American sports broadcaster (1933–2005)

Rod Trongard in 2003

Rodney Douglas Trongard (February 16, 1933 – July 16, 2005) was a Minnesota-based sports broadcaster on both radio and television in the Minneapolis-St. Paul area for more than fifty years.

==Early career==
Trongard's career began in 1953 at KXRA Alexandria, followed by positions at KSDN Aberdeen, South Dakota, and KDIO Ortonville. He moved to the Twin Cities in 1959 as news director at WLOL. It was there than Trongard began his sports broadcasting career, calling basketball for the Minnesota Muskies as well as the Minneapolis Lakers (preceding Chick Hearn until the Lakers moved to Los Angeles). Trongard also called University of Minnesota football and basketball.

He joined KSTP in 1968, where he broadcast Minnesota Pipers basketball, produced Minnesota Vikings football and Minnesota North Stars hockey broadcasts, and did player and coach interviews. He also hosted Minnesota Gopher football coach Cal Stoll's show on KSTP TV. He also was the public address announcer for the Minnesota Fighting Saints (WHA) hockey team and the Minnesota Kicks (NASL) soccer team.

==Wrestling==
Trongard was a commentator for the American Wrestling Association (AWA) professional wrestling promotion throughout the 1980s, calling matches involving the likes of Hulk Hogan, Nick Bockwinkel, Bobby Heenan, Verne Gagne, The Road Warriors, Shawn Michaels and many others. Trongard's voice was featured on the AWA's weekly ESPN broadcasts, reaching millions of homes around the world. His signature phrase was "From coast to coast, continent to continent, and border to border". During broadcasts, he often included city names in the phrase, signifying the broad reach of wrestling and the AWA's broadcasts at the time.
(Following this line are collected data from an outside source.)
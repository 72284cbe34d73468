//! Config command implementation.

use crate::cli::{ConfigAction, Output};
use crate::config::Settings;
use anyhow::Result;
use std::path::PathBuf;

/// Run the config command.
pub fn run_config(action: &ConfigAction, config_path: Option<PathBuf>, settings: Settings) -> Result<()> {
    let config_path = config_path.unwrap_or_else(Settings::default_config_path);

    match action {
        ConfigAction::Show => {
            let toml_str = toml::to_string_pretty(&settings)
                .map_err(|e| anyhow::anyhow!("Failed to serialize config: {}", e))?;
            println!("{}", toml_str);
        }

        ConfigAction::Init { force } => {
            if config_path.exists() && !force {
                Output::warning(&format!(
                    "Config already exists at {}. Use --force to overwrite.",
                    config_path.display()
                ));
                return Ok(());
            }
            Settings::default().save_to(&config_path)?;
            Output::success(&format!("Wrote default config to {}", config_path.display()));
        }

        ConfigAction::Path => {
            println!("{}", config_path.display());
        }
    }

    Ok(())
}
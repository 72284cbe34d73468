//! Text generation backends.
//!
//! Each backend sends one composed instruction to a remote LLM service and
//! returns the first text it produces. Nothing is retried.

mod anthropic;
mod openai;

pub use anthropic::AnthropicGenerator;
pub use openai::OpenAiGenerator;

use crate::error::Result;
use async_trait::async_trait;
use serde::{Deserialize, Serialize};

/// Supported generation providers.
#[derive(Debug, Clone, Copy, PartialEq, Eq, Hash, Default, Serialize, Deserialize)]
#[serde(rename_all = "lowercase")]
pub enum Backend {
    /// Anthropic Messages API.
    #[default]
    Anthropic,
    /// OpenAI Chat Completions API.
    #[serde(rename = "openai")]
    OpenAi,
}

impl Backend {
    pub const ALL: [Backend; 2] = [Backend::Anthropic, Backend::OpenAi];

    /// Model used when neither the run nor the config names one.
    pub fn default_model(&self) -> &'static str {
        match self {
            Backend::Anthropic => "claude-3-haiku-20240307",
            Backend::OpenAi => "gpt-4o-mini",
        }
    }

    /// Environment variable holding this backend's API key.
    pub fn env_var(&self) -> &'static str {
        match self {
            Backend::Anthropic => "ANTHROPIC_API_KEY",
            Backend::OpenAi => "OPENAI_API_KEY",
        }
    }

    /// Human-readable provider name.
    pub fn display_name(&self) -> &'static str {
        match self {
            Backend::Anthropic => "Anthropic",
            Backend::OpenAi => "OpenAI",
        }
    }
}

impl std::str::FromStr for Backend {
    type Err = String;

    fn from_str(s: &str) -> std::result::Result<Self, Self::Err> {
        match s.to_lowercase().as_str() {
            "anthropic" | "claude" => Ok(Backend::Anthropic),
            "openai" | "gpt" => Ok(Backend::OpenAi),
            _ => Err(format!("Unknown backend: {}", s)),
        }
    }
}

impl std::fmt::Display for Backend {
    fn fmt(&self, f: &mut std::fmt::Formatter<'_>) -> std::fmt::Result {
        match self {
            Backend::Anthropic => write!(f, "anthropic"),
            Backend::OpenAi => write!(f, "openai"),
        }
    }
}

/// An API key. Never printed, logged or serialized.
#[derive(Clone, PartialEq, Eq)]
pub struct Credential(String);

impl Credential {
    /// Wrap a key, rejecting empty or whitespace-only values.
    pub fn new(key: impl Into<String>) -> Option<Self> {
        let key = key.into().trim().to_string();
        (!key.is_empty()).then_some(Self(key))
    }

    /// The secret itself, for building request headers.
    pub fn expose(&self) -> &str {
        &self.0
    }
}

impl std::fmt::Debug for Credential {
    fn fmt(&self, f: &mut std::fmt::Formatter<'_>) -> std::fmt::Result {
        f.write_str("Credential(***)")
    }
}

/// One request to a generation backend.
#[derive(Debug, Clone)]
pub struct GenerationRequest {
    pub instruction: String,
    pub credential: Credential,
    pub max_tokens: u32,
    pub model: String,
}

/// Trait for generation backends.
#[async_trait]
pub trait Generator: Send + Sync {
    /// Which provider this is.
    fn backend(&self) -> Backend;

    /// Send the instruction and return the generated text.
    ///
    /// A successful result is never empty: an empty or oddly shaped reply is
    /// `MalformedResponse`, and transport or authentication failures are
    /// `Generation`.
    async fn generate(&self, request: &GenerationRequest) -> Result<String>;
}

#[cfg(test)]
mod tests {
    use super::*;

    #[test]
    fn test_credential_is_redacted() {
        let credential = Credential::new("sk-secret-value").unwrap();
        assert_eq!(format!("{:?}", credential), "Credential(***)");
        assert_eq!(credential.expose(), "sk-secret-value");

        let request = GenerationRequest {
            instruction: "Summarize".to_string(),
            credential,
            max_tokens: 100,
            model: "m".to_string(),
        };
        assert!(!format!("{:?}", request).contains("sk-secret-value"));
    }

    #[test]
    fn test_blank_credential_rejected() {
        assert!(Credential::new("").is_none());
        assert!(Credential::new("   ").is_none());
        assert_eq!(Credential::new(" key ").unwrap().expose(), "key");
    }

    #[test]
    fn test_backend_parsing_and_serde() {
        assert_eq!("OpenAI".parse::<Backend>(), Ok(Backend::OpenAi));
        assert_eq!("claude".parse::<Backend>(), Ok(Backend::Anthropic));
        assert!("llama".parse::<Backend>().is_err());

        assert_eq!(serde_json::to_string(&Backend::OpenAi).unwrap(), "\"openai\"");
        let parsed: Backend = serde_json::from_str("\"anthropic\"").unwrap();
        assert_eq!(parsed, Backend::Anthropic);
    }
}
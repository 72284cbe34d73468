//! OpenAI Chat Completions backend.

use super::{Backend, GenerationRequest, Generator};
use crate::error::{DistillError, Result};
use async_openai::config::OpenAIConfig;
use async_openai::types::{
    ChatCompletionRequestMessage, ChatCompletionRequestUserMessageArgs,
    CreateChatCompletionRequestArgs,
};
use async_openai::Client;
use async_trait::async_trait;
use std::time::Duration;
use tracing::{debug, instrument};

/// OpenAI-based generator.
pub struct OpenAiGenerator {
    http_client: reqwest::Client,
    base_url: String,
}

impl OpenAiGenerator {
    pub fn new(http_client: reqwest::Client, base_url: &str) -> Self {
        Self {
            http_client,
            base_url: base_url.trim_end_matches('/').to_string(),
        }
    }

    /// Build an API client authenticated with this request's credential.
    ///
    /// The client's built-in retry on rate limits and server errors is turned
    /// off: a failed call surfaces immediately.
    fn client_for(&self, request: &GenerationRequest) -> Client<OpenAIConfig> {
        let config = OpenAIConfig::new()
            .with_api_key(request.credential.expose())
            .with_api_base(&self.base_url);

        let no_retry = backoff::ExponentialBackoffBuilder::new()
            .with_max_elapsed_time(Some(Duration::ZERO))
            .build();

        Client::with_config(config)
            .with_http_client(self.http_client.clone())
            .with_backoff(no_retry)
    }
}

#[async_trait]
impl Generator for OpenAiGenerator {
    fn backend(&self) -> Backend {
        Backend::OpenAi
    }

    #[instrument(skip(self, request), fields(model = %request.model, max_tokens = request.max_tokens))]
    async fn generate(&self, request: &GenerationRequest) -> Result<String> {
        let messages: Vec<ChatCompletionRequestMessage> = vec![
            ChatCompletionRequestUserMessageArgs::default()
                .content(request.instruction.clone())
                .build()
                .map_err(|e| DistillError::Generation(format!("Failed to build request: {}", e)))?
                .into(),
        ];

        let chat_request = CreateChatCompletionRequestArgs::default()
            .model(&request.model)
            .messages(messages)
            .max_completion_tokens(request.max_tokens)
            .build()
            .map_err(|e| DistillError::Generation(format!("Failed to build request: {}", e)))?;

        let response = self
            .client_for(request)
            .chat()
            .create(chat_request)
            .await
            .map_err(|e| DistillError::Generation(format!("OpenAI request failed: {}", e)))?;

        let text = response
            .choices
            .first()
            .and_then(|c| c.message.content.as_ref())
            .filter(|text| !text.trim().is_empty())
            .ok_or_else(|| {
                DistillError::MalformedResponse("OpenAI response contained no text".to_string())
            })?
            .clone();

        debug!("Generated {} chars", text.len());
        Ok(text)
    }
}

#[cfg(test)]
mod tests {
    use super::*;
    use crate::generation::Credential;
    use axum::{http::StatusCode, routing::post, Json, Router};
    use std::net::SocketAddr;
    use std::sync::atomic::{AtomicUsize, Ordering};
    use std::sync::Arc;

    fn request() -> GenerationRequest {
        GenerationRequest {
            instruction: "Create an outline for the following content:\n\nchapter one".to_string(),
            credential: Credential::new("sk-test").unwrap(),
            max_tokens: 250,
            model: "gpt-4o-mini".to_string(),
        }
    }

    fn completion(content: serde_json::Value) -> serde_json::Value {
        serde_json::json!({
            "id": "chatcmpl-1",
            "object": "chat.completion",
            "created": 1_700_000_000,
            "model": "gpt-4o-mini",
            "choices": [{
                "index": 0,
                "message": {"role": "assistant", "content": content},
                "finish_reason": "stop",
                "logprobs": null
            }],
            "usage": {"prompt_tokens": 12, "completion_tokens": 4, "total_tokens": 16}
        })
    }

    async fn serve(
        status: StatusCode,
        reply: serde_json::Value,
        hits: Arc<AtomicUsize>,
    ) -> SocketAddr {
        let app = Router::new().route(
            "/chat/completions",
            post(move |Json(body): Json<serde_json::Value>| {
                let reply = reply.clone();
                let hits = hits.clone();
                async move {
                    hits.fetch_add(1, Ordering::SeqCst);
                    assert_eq!(body["max_completion_tokens"], 250);
                    assert_eq!(body["messages"][0]["role"], "user");
                    (status, Json(reply))
                }
            }),
        );

        let listener = tokio::net::TcpListener::bind("127.0.0.1:0").await.unwrap();
        let addr = listener.local_addr().unwrap();
        tokio::spawn(async move { axum::serve(listener, app).await.unwrap() });
        addr
    }

    #[tokio::test]
    async fn test_generate_returns_first_choice() {
        let hits = Arc::new(AtomicUsize::new(0));
        let addr = serve(StatusCode::OK, completion("1. Chapter one".into()), hits).await;
        let generator = OpenAiGenerator::new(reqwest::Client::new(), &format!("http://{}", addr));

        assert_eq!(generator.generate(&request()).await.unwrap(), "1. Chapter one");
    }

    #[tokio::test]
    async fn test_null_content_is_malformed() {
        let hits = Arc::new(AtomicUsize::new(0));
        let addr = serve(StatusCode::OK, completion(serde_json::Value::Null), hits).await;
        let generator = OpenAiGenerator::new(reqwest::Client::new(), &format!("http://{}", addr));

        let err = generator.generate(&request()).await.unwrap_err();
        assert!(matches!(err, DistillError::MalformedResponse(_)));
    }

    #[tokio::test]
    async fn test_server_error_is_not_retried() {
        let hits = Arc::new(AtomicUsize::new(0));
        let reply = serde_json::json!({
            "error": {"message": "The server had an error", "type": "server_error", "param": null, "code": null}
        });
        let addr = serve(StatusCode::INTERNAL_SERVER_ERROR, reply, hits.clone()).await;
        let generator = OpenAiGenerator::new(reqwest::Client::new(), &format!("http://{}", addr));

        let err = generator.generate(&request()).await.unwrap_err();
        assert!(matches!(err, DistillError::Generation(_)));
        assert_eq!(hits.load(Ordering::SeqCst), 1);
    }
}
//! Anthropic Messages API backend.

use super::{Backend, GenerationRequest, Generator};
use crate::error::{DistillError, Result};
use async_trait::async_trait;
use serde::{Deserialize, Serialize};
use tracing::{debug, instrument};

/// API version header value.
const ANTHROPIC_VERSION: &str = "2023-06-01";

/// Anthropic-based generator.
pub struct AnthropicGenerator {
    client: reqwest::Client,
    base_url: String,
}

#[derive(Serialize)]
struct MessagesRequest<'a> {
    model: &'a str,
    max_tokens: u32,
    messages: [Message<'a>; 1],
}

#[derive(Serialize)]
struct Message<'a> {
    role: &'static str,
    content: &'a str,
}

#[derive(Deserialize)]
struct MessagesResponse {
    #[serde(default)]
    content: Vec<ContentBlock>,
}

#[derive(Deserialize)]
struct ContentBlock {
    #[serde(rename = "type")]
    kind: String,
    #[serde(default)]
    text: Option<String>,
}

#[derive(Deserialize)]
struct ErrorResponse {
    error: ErrorDetail,
}

#[derive(Deserialize)]
struct ErrorDetail {
    message: String,
}

impl AnthropicGenerator {
    pub fn new(client: reqwest::Client, base_url: &str) -> Self {
        Self {
            client,
            base_url: base_url.trim_end_matches('/').to_string(),
        }
    }

    fn messages_url(&self) -> String {
        format!("{}/v1/messages", self.base_url)
    }
}

/// Pull the first text block out of a Messages API response body.
fn parse_response(body: &str) -> Result<String> {
    let response: MessagesResponse = serde_json::from_str(body).map_err(|e| {
        DistillError::MalformedResponse(format!("Anthropic response is not valid JSON: {}", e))
    })?;

    response
        .content
        .into_iter()
        .find(|block| block.kind == "text")
        .and_then(|block| block.text)
        .filter(|text| !text.trim().is_empty())
        .ok_or_else(|| {
            DistillError::MalformedResponse("Anthropic response contained no text".to_string())
        })
}

/// Best-effort message from an error body.
fn error_message(body: &str) -> String {
    serde_json::from_str::<ErrorResponse>(body)
        .map(|e| e.error.message)
        .unwrap_or_else(|_| body.trim().to_string())
}

#[async_trait]
impl Generator for AnthropicGenerator {
    fn backend(&self) -> Backend {
        Backend::Anthropic
    }

    #[instrument(skip(self, request), fields(model = %request.model, max_tokens = request.max_tokens))]
    async fn generate(&self, request: &GenerationRequest) -> Result<String> {
        let payload = MessagesRequest {
            model: &request.model,
            max_tokens: request.max_tokens,
            messages: [Message {
                role: "user",
                content: &request.instruction,
            }],
        };

        let response = self
            .client
            .post(self.messages_url())
            .header("x-api-key", request.credential.expose())
            .header("anthropic-version", ANTHROPIC_VERSION)
            .json(&payload)
            .send()
            .await
            .map_err(|e| DistillError::Generation(format!("Anthropic request failed: {}", e)))?;

        let status = response.status();
        let body = response
            .text()
            .await
            .map_err(|e| DistillError::Generation(format!("Anthropic response unreadable: {}", e)))?;

        if !status.is_success() {
            return Err(DistillError::Generation(format!(
                "Anthropic API returned {}: {}",
                status,
                error_message(&body)
            )));
        }

        let text = parse_response(&body)?;
        debug!("Generated {} chars", text.len());
        Ok(text)
    }
}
Trongard called matches alongside fellow commentators Lord James Blears and Lee Marshall.

Trongard left the AWA in 1988 for a brief stint in the World Wrestling Federation (WWF), before retiring from the wrestling scene in early 1989. While in the WWF, he performed commentary alongside Superstar Billy Graham, Lord Alfred Hayes, Hillbilly Jim and Sean Mooney.

As a wrestling announcer, Trongard generally favoured the fan favourite wrestlers.

==Later career and death==
Trongard joined KEEZ FM Mankato in 1982, where he did morning drive, news, and sports for eleven years before moving to KTOE/KDOG Mankato in 1993. He continued to broadcast sports on KTOE/KDOG and on KXAC/KRRW St. James for many years, and was an important part of the community in southern Minnesota until he died after a long battle with liver cancer in June 2005. He was also the stadium voice of the Minnesota Kicks and Minnesota Strikers at Metropolitan Stadium and The Met Sports Center

Trongard was inducted into the Pavek Museum of Broadcasting Hall of Fame in 2003.